This project focuses on the exploration of numerical solutions to ODEs in Python. We will introduce a few generic methods for solving general purpose ODEs using standardized Python extension libraries (see these examples). The exposition for the course project is centered on exploring the properties of numerical solutions to a few types of chaotic attractors (see examples in the subdirectories here). In doing so, we aim to present a set of reusable ideas and methods that viewers can use to understand numerical solutions to ODEs more generally that arise in other applications.

Running the examples

Setting up a sane Python environment on MacOS

Minimum requirements

$ brew install python@3.9 ipython
$ brew install sage
$ python3.9 -m pip install numpy scipy sympy matplotlib notebook jupyterlab 
$ python3.9 -m pip install gekko ode-toolbox ode-explorer
$ sage
(sage) pip install pandas
(sage) exit

Configuring the Python path in the local Bash shell

$ cd UtilityScripts
$ /bin/bash ./AddPythonPathToBashConfig.sh
# ... On MacOS:
$ source ~/.bash_profile 
# ... On Linux:
$ source ~/.bashrc
$ cd ..

Links

Tutorials on solving ODEs numerically

List of solid Python addon-packages/libraries to assist with numerical analysis of ODEs

  • GEKKO documentation: Note that this package is substantially error prone and hard to use compared to scipy. Nonetheless, it does seem to have some sophisticated solver capability if you understand the internals of the package well.
  • ODE-toolbox: Simplifies and automates many useful procedures in simulating ODE solutions numerically or even analytically. The utility still suffers from a lack of computational motivation in Python when working with symbolic independent (indeterminate) parameters.

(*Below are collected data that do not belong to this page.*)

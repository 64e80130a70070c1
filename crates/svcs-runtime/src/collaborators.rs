//! External collaborators of the fusion engine.
//!
//! The engine never runs a neural network itself.  Object detection with 3D
//! back-projection, semantic description and question answering are
//! injected behind the async traits below, so the same pipeline runs against
//! a hosted multimodal model, a local detector process, or a recorded
//! capture.
//!
//! | Trait | Called | Failure effect |
//! |---|---|---|
//! | [`Detector`] | every frame (`detect` on the detection stride, `store_frame` otherwise) | frame dropped |
//! | [`Describer`] | frames on the description stride that produced detections | no semantic contribution for that frame |
//! | [`Answerer`] | [`FusionEngine::query`][crate::engine::FusionEngine::query] | hits returned without an answer |
//!
//! Describers that talk to a JSON-mode model can constrain its output with
//! [`response_schema`] and [`SPATIAL_DESCRIBE_PROMPT`].

use async_trait::async_trait;
use schemars::{JsonSchema, schema_for};
use serde::{Deserialize, Serialize};
use svcs_memory::SearchHit;
use svcs_perception::PoseMatrix;
use svcs_types::{Detection, SvcsError};
use thiserror::Error;

/// Instruction sent alongside a whole frame to a multimodal describer.
pub const SPATIAL_DESCRIBE_PROMPT: &str = "\
List every distinct physical object visible in this image.
For each object give:
- name: a short, specific noun phrase (colour and material when visible),
- position: where it is in the frame relative to other objects,
- details: any distinguishing features (brand, state, damage, contents).
Respond with JSON only.";

// ─────────────────────────────────────────────────────────────────────────────
// Error type
// ─────────────────────────────────────────────────────────────────────────────

/// Errors reported by collaborator implementations.
#[derive(Error, Debug)]
pub enum CollaboratorError {
    /// The collaborator is not configured or cannot be reached.
    #[error("{0} unavailable")]
    Unavailable(String),
    /// The call was made but failed.
    #[error("{component} failed: {details}")]
    Failed { component: String, details: String },
    /// The collaborator answered with something that could not be used.
    #[error("Unexpected response: {0}")]
    BadResponse(String),
}

impl CollaboratorError {
    pub fn failed(component: impl Into<String>, details: impl ToString) -> Self {
        Self::Failed {
            component: component.into(),
            details: details.to_string(),
        }
    }
}

impl From<CollaboratorError> for SvcsError {
    fn from(err: CollaboratorError) -> Self {
        match err {
            CollaboratorError::Unavailable(component) => SvcsError::Dependency {
                details: format!("{component} unavailable"),
                component,
            },
            CollaboratorError::Failed { component, details } => {
                SvcsError::Dependency { component, details }
            }
            CollaboratorError::BadResponse(details) => SvcsError::Dependency {
                component: "collaborator".to_string(),
                details,
            },
        }
    }
}

// ─────────────────────────────────────────────────────────────────────────────
// Detector
// ─────────────────────────────────────────────────────────────────────────────

/// Everything a detector needs to locate objects in one frame.
#[derive(Debug, Clone)]
pub struct DetectRequest {
    pub probe_id: String,
    pub scan_id: String,
    pub frame_number: u64,
    /// Encoded image bytes (JPEG, PNG, …).
    pub image: Vec<u8>,
    /// Assumed distance to the scene centre, used for back-projection.
    pub depth: f64,
    pub pose: PoseMatrix,
    pub timestamp: f64,
}

/// Result of [`Detector::detect`].
#[derive(Debug, Clone, Default, Serialize, Deserialize)]
pub struct DetectorOutput {
    /// Where the detector stored the frame image.
    pub frame_path: String,
    #[serde(default)]
    pub detections: Vec<Detection>,
}

#[async_trait]
pub trait Detector: Send + Sync {
    /// Short name for logs and status output.
    fn name(&self) -> &str;

    /// Store the frame, locate objects and back-project them to 3D.
    async fn detect(&self, request: &DetectRequest) -> Result<DetectorOutput, CollaboratorError>;

    /// Store the frame only and return its path.  Used on frames skipped by
    /// the detection stride.
    async fn store_frame(&self, request: &DetectRequest) -> Result<String, CollaboratorError>;
}

// ─────────────────────────────────────────────────────────────────────────────
// Describer
// ─────────────────────────────────────────────────────────────────────────────

/// Semantic description of one cropped object.
#[derive(Debug, Clone, PartialEq, Serialize, Deserialize, JsonSchema)]
pub struct ObjectDescription {
    pub name: String,
    #[serde(default)]
    pub details: String,
}

/// One object of a whole-frame description.
#[derive(Debug, Clone, PartialEq, Serialize, Deserialize, JsonSchema)]
pub struct DescribedObject {
    pub name: String,
    /// Free-text location within the frame.
    #[serde(default)]
    pub position: String,
    #[serde(default)]
    pub details: String,
}

/// Semantic description of a whole frame.
#[derive(Debug, Clone, Default, PartialEq, Serialize, Deserialize, JsonSchema)]
pub struct FrameDescription {
    #[serde(default)]
    pub objects: Vec<DescribedObject>,
}

#[async_trait]
pub trait Describer: Send + Sync {
    /// Describe one object crop; `hint_label` is the detector's class label.
    async fn describe_object(
        &self,
        crop: &[u8],
        hint_label: &str,
    ) -> Result<ObjectDescription, CollaboratorError>;

    /// Describe every object visible in a full frame.
    async fn describe_frame(&self, image: &[u8]) -> Result<FrameDescription, CollaboratorError>;
}

// ─────────────────────────────────────────────────────────────────────────────
// Answerer
// ─────────────────────────────────────────────────────────────────────────────

/// Natural-language answer to a spatial question.
#[derive(Debug, Clone, PartialEq, Serialize, Deserialize, JsonSchema)]
pub struct Answer {
    pub answer: String,
}

#[async_trait]
pub trait Answerer: Send + Sync {
    /// Answer `query` from the retrieved `hits` (best first).
    async fn answer(&self, query: &str, hits: &[SearchHit]) -> Result<Answer, CollaboratorError>;
}

/// JSON Schema of `T`, for JSON-mode model requests.
pub fn response_schema<T: JsonSchema>() -> Result<serde_json::Value, serde_json::Error> {
    serde_json::to_value(schema_for!(T))
}
//! Capture replay – feeds recorded frames through the fusion engine.
//!
//! A capture is a JSON-lines file, one recorded frame per line:
//!
//! ```json
//! {"probe_id":"phone-1","scan_id":"kitchen","timestamp":1700000000.0,
//!  "pose":{"alpha":0.0,"beta":90.0,"gamma":0.0},
//!  "image":"frames/0001.jpg",
//!  "detections":[{"label":"cup","tracker_id":3,"confidence":0.91,
//!                 "bbox":[120,80,220,190],"position_3d":{"x":0.1,"y":-0.2,"z":1.4}}],
//!  "descriptions":[{"label":"cup","name":"white ceramic mug","details":"chipped rim"}]}
//! ```
//!
//! `image` is resolved relative to the capture file; without it a blank
//! `width`×`height` canvas stands in.  Detections and descriptions were
//! produced offline and are served back by [`ReplayDetector`] and
//! [`ReplayDescriber`] while the engine runs its normal pipeline.  Lines
//! with `"stop": true` complete their scan after ingestion.
//!
//! [`recording_instructions`] is what a recorder sends its multimodal model
//! to produce `frame_description` and `descriptions`.

use std::collections::HashMap;
use std::io::Cursor;
use std::path::{Path, PathBuf};
use std::sync::{Arc, Mutex, PoisonError};

use async_trait::async_trait;
use image::{DynamicImage, ImageFormat, RgbImage};
use serde::Deserialize;
use svcs_runtime::{
    CollaboratorError, DescribedObject, Describer, DetectRequest, Detector, DetectorOutput,
    FrameDescription, FrameInput, FusionEngine, ObjectDescription, ProbeSession,
    SPATIAL_DESCRIBE_PROMPT, response_schema,
};
use svcs_types::{Detection, Orientation};
use thiserror::Error;
use tracing::{info, warn};

#[derive(Error, Debug)]
pub enum ReplayError {
    #[error("Failed to read capture {path}: {source}")]
    Io {
        path: PathBuf,
        #[source]
        source: std::io::Error,
    },
}

// ─────────────────────────────────────────────────────────────────────────────
// Capture format
// ─────────────────────────────────────────────────────────────────────────────

fn default_probe() -> String {
    "replay".to_string()
}
fn default_width() -> u32 {
    640
}
fn default_height() -> u32 {
    480
}

/// One line of a capture file.
#[derive(Debug, Clone, Deserialize)]
pub struct RecordedFrame {
    #[serde(default = "default_probe")]
    pub probe_id: String,
    #[serde(default)]
    pub scan_id: Option<String>,
    #[serde(default)]
    pub timestamp: Option<f64>,
    #[serde(default)]
    pub pose: Orientation,
    #[serde(default)]
    pub depth: Option<f64>,
    /// Image file, relative to the capture.
    #[serde(default)]
    pub image: Option<String>,
    #[serde(default = "default_width")]
    pub width: u32,
    #[serde(default = "default_height")]
    pub height: u32,
    /// Where the frame was stored when it was recorded.
    #[serde(default)]
    pub frame_path: Option<String>,
    #[serde(default)]
    pub detections: Vec<Detection>,
    #[serde(default)]
    pub descriptions: Vec<RecordedDescription>,
    #[serde(default)]
    pub frame_description: Option<FrameDescription>,
    #[serde(default)]
    pub stop: bool,
}

/// Offline description of the detection labelled `label`.
#[derive(Debug, Clone, Deserialize)]
pub struct RecordedDescription {
    pub label: String,
    pub name: String,
    #[serde(default)]
    pub details: String,
}

/// Whole-frame prompt followed by the JSON Schemas of both description
/// shapes a capture records.
pub fn recording_instructions() -> Result<String, serde_json::Error> {
    let frame = serde_json::to_string_pretty(&response_schema::<FrameDescription>()?)?;
    let object = serde_json::to_string_pretty(&response_schema::<ObjectDescription>()?)?;
    Ok(format!(
        "{SPATIAL_DESCRIBE_PROMPT}\n\n\
         # frame_description schema\n{frame}\n\n\
         # per-object description schema\n{object}"
    ))
}

// ─────────────────────────────────────────────────────────────────────────────
// Replay collaborators
// ─────────────────────────────────────────────────────────────────────────────

/// The frame currently being replayed, shared by the replay collaborators.
#[derive(Clone, Default)]
pub struct ReplayDeck(Arc<Mutex<Option<RecordedFrame>>>);

impl ReplayDeck {
    fn load(&self, frame: RecordedFrame) {
        *self.0.lock().unwrap_or_else(PoisonError::into_inner) = Some(frame);
    }

    fn clear(&self) {
        *self.0.lock().unwrap_or_else(PoisonError::into_inner) = None;
    }

    fn with_current<T>(&self, f: impl FnOnce(&RecordedFrame) -> T) -> Option<T> {
        self.0
            .lock()
            .unwrap_or_else(PoisonError::into_inner)
            .as_ref()
            .map(f)
    }
}

fn frame_path_for(frame: &RecordedFrame, request: &DetectRequest) -> String {
    frame.frame_path.clone().unwrap_or_else(|| {
        format!(
            "data/frames/{}/frame_{:05}.jpg",
            request.scan_id, request.frame_number
        )
    })
}

/// Serves the recorded detections of the current frame.
pub struct ReplayDetector {
    deck: ReplayDeck,
}

impl ReplayDetector {
    pub fn new(deck: ReplayDeck) -> Self {
        Self { deck }
    }
}

#[async_trait]
impl Detector for ReplayDetector {
    fn name(&self) -> &str {
        "replay"
    }

    async fn detect(&self, request: &DetectRequest) -> Result<DetectorOutput, CollaboratorError> {
        self.deck
            .with_current(|frame| DetectorOutput {
                frame_path: frame_path_for(frame, request),
                detections: frame.detections.clone(),
            })
            .ok_or_else(|| CollaboratorError::Unavailable("replay detector".into()))
    }

    async fn store_frame(&self, request: &DetectRequest) -> Result<String, CollaboratorError> {
        self.deck
            .with_current(|frame| frame_path_for(frame, request))
            .ok_or_else(|| CollaboratorError::Unavailable("replay detector".into()))
    }
}

/// Serves the recorded descriptions of the current frame.
pub struct ReplayDescriber {
    deck: ReplayDeck,
}

impl ReplayDescriber {
    pub fn new(deck: ReplayDeck) -> Self {
        Self { deck }
    }
}

#[async_trait]
impl Describer for ReplayDescriber {
    async fn describe_object(
        &self,
        _crop: &[u8],
        hint_label: &str,
    ) -> Result<ObjectDescription, CollaboratorError> {
        self.deck
            .with_current(|frame| {
                frame
                    .descriptions
                    .iter()
                    .find(|d| d.label == hint_label)
                    .map(|d| ObjectDescription {
                        name: d.name.clone(),
                        details: d.details.clone(),
                    })
            })
            .flatten()
            .ok_or_else(|| {
                CollaboratorError::BadResponse(format!("no recorded description for '{hint_label}'"))
            })
    }

    async fn describe_frame(&self, _image: &[u8]) -> Result<FrameDescription, CollaboratorError> {
        self.deck
            .with_current(|frame| {
                frame.frame_description.clone().or_else(|| {
                    (!frame.descriptions.is_empty()).then(|| FrameDescription {
                        objects: frame
                            .descriptions
                            .iter()
                            .map(|d| DescribedObject {
                                name: d.name.clone(),
                                position: String::new(),
                                details: d.details.clone(),
                            })
                            .collect(),
                    })
                })
            })
            .flatten()
            .ok_or_else(|| CollaboratorError::BadResponse("no recorded frame description".into()))
    }
}

// ─────────────────────────────────────────────────────────────────────────────
// Driver
// ─────────────────────────────────────────────────────────────────────────────

/// Outcome of one replayed capture.
#[derive(Debug, Default, Clone, PartialEq, Eq)]
pub struct ReplayReport {
    pub frames: usize,
    pub failed: usize,
    pub skipped_lines: usize,
    pub described: usize,
    pub scans_completed: usize,
    pub probes: usize,
}

/// Replay every frame of the capture at `path` through `engine`.
///
/// Malformed lines and failing frames are counted and skipped.  Each probe
/// gets its own session, disconnected once the capture ends.
pub async fn replay_file(
    engine: &Arc<FusionEngine>,
    deck: &ReplayDeck,
    path: &Path,
) -> Result<ReplayReport, ReplayError> {
    let raw = std::fs::read_to_string(path).map_err(|source| ReplayError::Io {
        path: path.to_path_buf(),
        source,
    })?;
    let base = path.parent().unwrap_or_else(|| Path::new("."));

    let mut report = ReplayReport::default();
    let mut sessions: HashMap<String, ProbeSession> = HashMap::new();

    for (n, line) in raw.lines().enumerate() {
        let line = line.trim();
        if line.is_empty() || line.starts_with('#') {
            continue;
        }
        let frame: RecordedFrame = match serde_json::from_str(line) {
            Ok(f) => f,
            Err(e) => {
                warn!(line = n + 1, error = %e, "skipping malformed capture line");
                report.skipped_lines += 1;
                continue;
            }
        };
        let image = match load_image(base, &frame) {
            Ok(bytes) => bytes,
            Err(e) => {
                warn!(line = n + 1, error = %e, "skipping frame without usable image");
                report.skipped_lines += 1;
                continue;
            }
        };

        let input = FrameInput {
            scan_id: frame.scan_id.clone(),
            image,
            depth: frame.depth,
            pose: frame.pose,
            timestamp: frame.timestamp,
        };
        let stop = frame.stop;
        let probe_id = frame.probe_id.clone();
        let session = sessions
            .entry(probe_id.clone())
            .or_insert_with(|| engine.session(probe_id));

        deck.load(frame);
        let result = session.ingest(input).await;
        deck.clear();

        match result {
            Ok(summary) => {
                report.frames += 1;
                report.described += summary.described;
                if stop {
                    match session.stop_scan(&summary.scan_id) {
                        Ok(_) => report.scans_completed += 1,
                        Err(e) => warn!(scan_id = %summary.scan_id, error = %e, "stop failed"),
                    }
                }
            }
            Err(e) => {
                warn!(line = n + 1, error = %e, "frame failed");
                report.failed += 1;
            }
        }
    }

    report.probes = sessions.len();
    for session in sessions.into_values() {
        session.disconnect();
    }
    info!(
        capture = %path.display(),
        frames = report.frames,
        failed = report.failed,
        skipped = report.skipped_lines,
        "replay finished"
    );
    Ok(report)
}

fn load_image(base: &Path, frame: &RecordedFrame) -> Result<Vec<u8>, String> {
    match &frame.image {
        Some(rel) => {
            let path = base.join(rel);
            std::fs::read(&path).map_err(|e| format!("{}: {e}", path.display()))
        }
        None => blank_png(frame.width, frame.height).map_err(|e| e.to_string()),
    }
}

fn blank_png(width: u32, height: u32) -> image::ImageResult<Vec<u8>> {
    let img = DynamicImage::ImageRgb8(RgbImage::new(width.max(1), height.max(1)));
    let mut out = Vec::new();
    img.write_to(&mut Cursor::new(&mut out), ImageFormat::Png)?;
    Ok(out)
}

For example, an example given in the package docs shows a model for the Lorenz attractor given by
{
  "dynamics": [
    {
      "expression": "x' = sigma * (y - x)",
      "initial_value" : "1"
    },
    {
      "expression": "y' = x * (rho - z) - y",
      "initial_value" : "1"
    },
    {
      "expression": "z' = x * y - beta * z",
      "initial_value" : "1"
    }
  ],
  "parameters" : {
    "sigma" : "10",
    "beta" : "8/3",
    "rho" : "28"
  }
}